_EXERCISE AIM:_
Below is a block of data; give all of it again word for word.

** INPUT MATERIAL follows **

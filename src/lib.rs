//! Parking spaces - extracts `amenity=parking_space` nodes from OSM data
//!
//! This library provides the extraction pipeline and the fixed-size record
//! sequence consumed by the graph correlation stage.

pub mod classify;
pub mod config;
pub mod correlate;
pub mod level;
pub mod models;
pub mod pipeline;
pub mod sequence;
pub mod source;

pub use config::Config;
pub use correlate::{Correlator, SummaryCorrelator};
pub use models::{ParkingSpaceRecord, INVALID_LEVEL, RECORD_SIZE};
pub use pipeline::{process_parking_spaces, process_points, ExtractOutcome};
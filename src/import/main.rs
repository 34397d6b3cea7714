//! Parking space import tool.
//!
//! Parses nodes marked as amenity=parking_space and hands them to the
//! graph correlation stage.

use std::path::PathBuf;
use std::time::Duration;

use anyhow::{Context, Result};
use clap::{ArgAction, Parser};
use indicatif::{ProgressBar, ProgressStyle};
use tracing::info;
use tracing_subscriber::{EnvFilter, FmtSubscriber};

use parking_spaces::pipeline::process_parking_spaces_with_progress;
use parking_spaces::{Config, ExtractOutcome, SummaryCorrelator};

#[cfg(not(target_env = "msvc"))]
#[global_allocator]
static GLOBAL: tikv_jemallocator::Jemalloc = tikv_jemallocator::Jemalloc;

#[derive(Parser, Debug)]
#[command(name = "import_parking_spaces", version, disable_version_flag = true)]
#[command(
    about = "Parse nodes marked as amenity=parking_space and correlate them to a routing graph"
)]
struct Args {
    /// Input OSM PBF file
    #[arg(value_name = "INPUT_OSM_FILE")]
    input: PathBuf,

    /// Path to the configuration file
    #[arg(short, long)]
    config: Option<PathBuf>,

    /// Inline JSON config
    #[arg(short, long)]
    inline_config: Option<String>,

    /// Print the version of this software
    #[arg(short = 'v', long, action = ArgAction::Version)]
    #[allow(dead_code)]
    version: Option<bool>,
}

fn load_config(args: &Args) -> Result<Config> {
    match (&args.inline_config, &args.config) {
        (Some(json), _) => Config::from_inline_json(json),
        (None, Some(path)) => Config::load_from_file(path),
        (None, None) => anyhow::bail!("Configuration is required: use --config or --inline-config"),
    }
}

fn main() -> Result<()> {
    let args = Args::parse();
    let config = load_config(&args)?;

    // Initialize logging
    let filter = EnvFilter::try_from_default_env()
        .or_else(|_| EnvFilter::try_new(&config.mjolnir.logging.level))
        .context("Invalid log level")?;
    let subscriber = FmtSubscriber::builder().with_env_filter(filter).finish();
    tracing::subscriber::set_global_default(subscriber)?;

    info!("Parking space import");
    info!("File: {}", args.input.display());

    let progress = ProgressBar::new_spinner();
    progress.set_style(
        ProgressStyle::default_spinner()
            .template("{spinner:.green} [{elapsed_precise}] {pos} nodes ({per_sec})")?,
    );
    progress.enable_steady_tick(Duration::from_millis(200));

    let outcome =
        process_parking_spaces_with_progress(&config, &args.input, &SummaryCorrelator, &progress)?;

    match outcome {
        ExtractOutcome::Empty { sequence } => {
            info!("Left empty sequence at {}", sequence.display());
        }
        ExtractOutcome::Correlated { sequence, count } => {
            info!(
                "Handed {} parking spaces in {} to the correlator",
                count,
                sequence.display()
            );
        }
    }

    Ok(())
}

#[cfg(test)]
mod tests {
    use super::*;
    use clap::error::ErrorKind;
    use clap::CommandFactory;

    #[test]
    fn test_command_definition() {
        Args::command().debug_assert();
    }

    #[test]
    fn test_version_flags() {
        for flag in ["-v", "--version"] {
            let err = Args::try_parse_from(["import_parking_spaces", flag]).unwrap_err();
            assert_eq!(err.kind(), ErrorKind::DisplayVersion, "flag {}", flag);
        }
    }

    #[test]
    fn test_parse_options() {
        let args = Args::try_parse_from([
            "import_parking_spaces",
            "-c",
            "valhalla.json",
            "-i",
            r#"{"mjolnir":{"tile_dir":"/tmp/tiles"}}"#,
            "map.osm.pbf",
        ])
        .unwrap();
        assert_eq!(args.input, PathBuf::from("map.osm.pbf"));

        // inline config wins over the file
        let config = load_config(&args).unwrap();
        assert_eq!(config.tile_dir().unwrap(), std::path::Path::new("/tmp/tiles"));
    }

    #[test]
    fn test_config_required() {
        let args = Args::try_parse_from(["import_parking_spaces", "map.osm.pbf"]).unwrap();
        assert!(load_config(&args).is_err());
    }

    #[test]
    fn test_input_required() {
        assert!(Args::try_parse_from(["import_parking_spaces"]).is_err());
    }
}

** End of INPUT MATERIAL **

_RESULT OF THE TASK:_
filename src/lib.rs
//! Parking spaces - extracts `amenity=parking_space` nodes from OSM data
//!
//! This library provides the extraction pipeline and the fixed-size record
//! sequence consumed by the graph correlation stage.

pub mod classify;
pub mod config;
pub mod correlate;
pub mod level;
pub mod models;
pub mod pipeline;
pub mod sequence;
pub mod source;

pub use config::Config;
pub use correlate::{Correlator, SummaryCorrelator};
pub use models::{ParkingSpaceRecord, INVALID_LEVEL, RECORD_SIZE};
pub use pipeline::{process_parking_spaces, process_points, ExtractOutcome};
filename src/import/main.rs
repository 34397d6b3cea7714
//! Parking space import tool.
//!
//! Parses nodes marked as amenity=parking_space and hands them to the
//! graph correlation stage.

use std::path::PathBuf;
use std::time::Duration;

use anyhow::{Context, Result};
use clap::{ArgAction, Parser};
use indicatif::{ProgressBar, ProgressStyle};
use tracing::info;
use tracing_subscriber::{EnvFilter, FmtSubscriber};

use parking_spaces::pipeline::process_parking_spaces_with_progress;
use parking_spaces::{Config, ExtractOutcome, SummaryCorrelator};

#[cfg(not(target_env = "msvc"))]
#[global_allocator]
static GLOBAL: tikv_jemallocator::Jemalloc = tikv_jemallocator::Jemalloc;

#[derive(Parser, Debug)]
#[command(name = "import_parking_spaces", version, disable_version_flag = true)]
#[command(
    about = "Parse nodes marked as amenity=parking_space and correlate them to a routing graph"
)]
struct Args {
    /// Input OSM PBF file
    #[arg(value_name = "INPUT_OSM_FILE")]
    input: PathBuf,

    /// Path to the configuration file
    #[arg(short, long)]
    config: Option<PathBuf>,

    /// Inline JSON config
    #[arg(short, long)]
    inline_config: Option<String>,

    /// Print the version of this software
    #[arg(short = 'v', long, action = ArgAction::Version)]
    #[allow(dead_code)]
    version: Option<bool>,
}

fn load_config(args: &Args) -> Result<Config> {
    match (&args.inline_config, &args.config) {
        (Some(json), _) => Config::from_inline_json(json),
        (None, Some(path)) => Config::load_from_file(path),
        (None, None) => anyhow::bail!("Configuration is required: use --config or --inline-config"),
    }
}

fn main() -> Result<()> {
    let args = Args::parse();
    let config = load_config(&args)?;

    // Initialize logging
    let filter = EnvFilter::try_from_default_env()
        .or_else(|_| EnvFilter::try_new(&config.mjolnir.logging.level))
        .context("Invalid log level")?;
    let subscriber = FmtSubscriber::builder().with_env_filter(filter).finish();
    tracing::subscriber::set_global_default(subscriber)?;

    info!("Parking space import");
    info!("File: {}", args.input.display());

    let progress = ProgressBar::new_spinner();
    progress.set_style(
        ProgressStyle::default_spinner()
            .template("{spinner:.green} [{elapsed_precise}] {pos} nodes ({per_sec})")?,
    );
    progress.enable_steady_tick(Duration::from_millis(200));

    let outcome =
        process_parking_spaces_with_progress(&config, &args.input, &SummaryCorrelator, &progress)?;

    match outcome {
        ExtractOutcome::Empty { sequence } => {
            info!("Left empty sequence at {}", sequence.display());
        }
        ExtractOutcome::Correlated { sequence, count } => {
            info!(
                "Handed {} parking spaces in {} to the correlator",
                count,
                sequence.display()
            );
        }
    }

    Ok(())
}

#[cfg(test)]
mod tests {
    use super::*;
    use clap::error::ErrorKind;
    use clap::CommandFactory;

    #[test]
    fn test_command_definition() {
        Args::command().debug_assert();
    }

    #[test]
    fn test_version_flags() {
        for flag in ["-v", "--version"] {
            let err = Args::try_parse_from(["import_parking_spaces", flag]).unwrap_err();
            assert_eq!(err.kind(), ErrorKind::DisplayVersion, "flag {}", flag);
        }
    }

    #[test]
    fn test_parse_options() {
        let args = Args::try_parse_from([
            "import_parking_spaces",
            "-c",
            "valhalla.json",
            "-i",
            r#"{"mjolnir":{"tile_dir":"/tmp/tiles"}}"#,
            "map.osm.pbf",
        ])
        .unwrap();
        assert_eq!(args.input, PathBuf::from("map.osm.pbf"));

        // inline config wins over the file
        let config = load_config(&args).unwrap();
        assert_eq!(config.tile_dir().unwrap(), std::path::Path::new("/tmp/tiles"));
    }

    #[test]
    fn test_config_required() {
        let args = Args::try_parse_from(["import_parking_spaces", "map.osm.pbf"]).unwrap();
        assert!(load_config(&args).is_err());
    }

    #[test]
    fn test_input_required() {
        assert!(Args::try_parse_from(["import_parking_spaces"]).is_err());
    }
}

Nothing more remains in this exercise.